> [TASK TO CARRY OUT] Word for word, give the entries back.

> [DATA FOR REVIEW]
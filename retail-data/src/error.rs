use std::path::PathBuf;

use retail_core::calculations::{CartLineError, PurchaseOrderLineError};
use retail_core::{InventoryError, ProductError, StoreSettingsError};
use thiserror::Error;

/// Errors that can occur while loading a CSV file.
///
/// Row numbers are 1-based and count data rows only (the header is row 0).
#[derive(Debug, Error)]
pub enum CsvLoadError {
    #[error("failed to read {}: {source}", .path.display())]
    Io {
        path: PathBuf,
        #[source]
        source: std::io::Error,
    },

    /// Bad structure, missing required column, type mismatch, etc.
    #[error("CSV parse error: {0}")]
    Parse(#[from] csv::Error),

    #[error("invalid product on row {row}: {source}")]
    Product {
        row: usize,
        #[source]
        source: ProductError,
    },

    #[error("cannot add product on row {row}: {source}")]
    Catalog {
        row: usize,
        #[source]
        source: InventoryError,
    },

    #[error("invalid cart line on row {row}: {source}")]
    CartLine {
        row: usize,
        #[source]
        source: CartLineError,
    },

    #[error("invalid purchase order line on row {row}: {source}")]
    OrderLine {
        row: usize,
        #[source]
        source: PurchaseOrderLineError,
    },
}

/// Errors that can occur while loading store settings.
#[derive(Debug, Error)]
pub enum SettingsError {
    #[error("failed to read {}: {source}", .path.display())]
    Io {
        path: PathBuf,
        #[source]
        source: std::io::Error,
    },

    #[error("settings parse error: {0}")]
    Parse(#[from] toml::de::Error),

    #[error("invalid settings: {0}")]
    Invalid(#[from] StoreSettingsError),
}
//! Pricing calculations for the point of sale and purchasing.
//!
//! Both calculators are pure functions over small in-memory collections.
//! Callers own the state and pass it in.

pub mod cart;
pub mod common;
pub mod purchase_order;

pub use cart::{CartLine, CartLineError, CartTotals, compute_change, compute_totals};
pub use purchase_order::{
    PurchaseOrderLine, PurchaseOrderLineError, compute_order_total, receive_lines,
};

> [EXERCISE ANSWER]
filename retail-data/src/error.rs
use std::path::PathBuf;

use retail_core::calculations::{CartLineError, PurchaseOrderLineError};
use retail_core::{InventoryError, ProductError, StoreSettingsError};
use thiserror::Error;

/// Errors that can occur while loading a CSV file.
///
/// Row numbers are 1-based and count data rows only (the header is row 0).
#[derive(Debug, Error)]
pub enum CsvLoadError {
    #[error("failed to read {}: {source}", .path.display())]
    Io {
        path: PathBuf,
        #[source]
        source: std::io::Error,
    },

    /// Bad structure, missing required column, type mismatch, etc.
    #[error("CSV parse error: {0}")]
    Parse(#[from] csv::Error),

    #[error("invalid product on row {row}: {source}")]
    Product {
        row: usize,
        #[source]
        source: ProductError,
    },

    #[error("cannot add product on row {row}: {source}")]
    Catalog {
        row: usize,
        #[source]
        source: InventoryError,
    },

    #[error("invalid cart line on row {row}: {source}")]
    CartLine {
        row: usize,
        #[source]
        source: CartLineError,
    },

    #[error("invalid purchase order line on row {row}: {source}")]
    OrderLine {
        row: usize,
        #[source]
        source: PurchaseOrderLineError,
    },
}

/// Errors that can occur while loading store settings.
#[derive(Debug, Error)]
pub enum SettingsError {
    #[error("failed to read {}: {source}", .path.display())]
    Io {
        path: PathBuf,
        #[source]
        source: std::io::Error,
    },

    #[error("settings parse error: {0}")]
    Parse(#[from] toml::de::Error),

    #[error("invalid settings: {0}")]
    Invalid(#[from] StoreSettingsError),
}
//! Pricing calculations for the point of sale and purchasing.
//!
//! Both calculators are pure functions over small in-memory collections.
//! Callers own the state and pass it in.

pub mod cart;
pub mod common;
pub mod purchase_order;

pub use cart::{CartLine, CartLineError, CartTotals, compute_change, compute_totals};
pub use purchase_order::{
    PurchaseOrderLine, PurchaseOrderLineError, compute_order_total, receive_lines,
};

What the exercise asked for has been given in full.